Tallahassee, FL (LifeNews.com) -- Congress may have approved legislation designed to help Terri Schiavo and President Bush may have signed it. However, Florida Governor Jeb Bush and pro-life groups want the Florida legislature to pass a bill that would be more comprehensive than the one passed in Washington.

Gov. Jeb Bush, a Republican, praised Congress and his brother, the president, for their actions. With a federal district judge likely to rule against the Schindlers in their efforts to prevent Terri's starvation death, a Florida bill is needed.

''I don't believe [the congressional bill] takes away responsibility of the Florida Legislature or this office to act in a way that deals with these issues going forward and deals with Terri Schiavo,'' Bush told the Miami Herald newspaper Monday.

Pro-life groups moved their protests from Terri's hospice in southwest Florida to Tallahassee to lobby lawmakers.

Some covered their mouths with red tape with the message "Life" and others held signs such as Schiavo is starving. What are you doing?''

A group of seven pro-life advocates tried to address legislative committee meetings on Monday but were prevented.

Dr. Gary Cass, executive director of Coral Ridge Ministries' Center for Reclaiming America, took more than 200,000 petitions Monday afternoon to the Florida legislature urging them to pass a bill.

"I support legislative, judicial and executive efforts that will stop the forced starvation of Terri Schiavo," the petition says.

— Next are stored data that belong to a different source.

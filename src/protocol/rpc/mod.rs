//! RPC (Remote Procedure Call) protocol implementation as specified in RFC 1057.
//!
//! The RPC layer carries the portmap, MOUNT and NFS services of the boot
//! appliance. This module implements RPC version 2 over UDP:
//!
//! 1. CALL header parsing (with credential and verifier skipping)
//! 2. Accepted and denied reply construction
//! 3. Program/procedure number dispatching per service socket
//! 4. Per-datagram call context carrying the shared server state
//!
//! The deliberate omissions match the transport: no TCP record marking,
//! no retransmission tracking (boot clients simply retry), and no
//! authentication beyond skipping the fields on the wire.

mod context;
mod wire;

pub use context::{Context, LookupPolicy, ServicePorts};
pub use wire::{handle_rpc, RpcService};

Kate Adamson, a formerly paralyzed stroke victim had her own feeding tube removed for eight days. She joined Cass at a press conference to ask for a bill to be approved.

The Florida House passed a measure last week by a large bipartisan margin that would have required courts and doctors to presume that a patient would want food and water unless they had previously indicated otherwise in an advance directive.

Terri never indicated the kind of medical treatment she would want in any sort of legal document, though she told a best friend that she would not want to be deprived of lifesaving medical care.

However, the Senate opposed the bill on a 21-16 margin.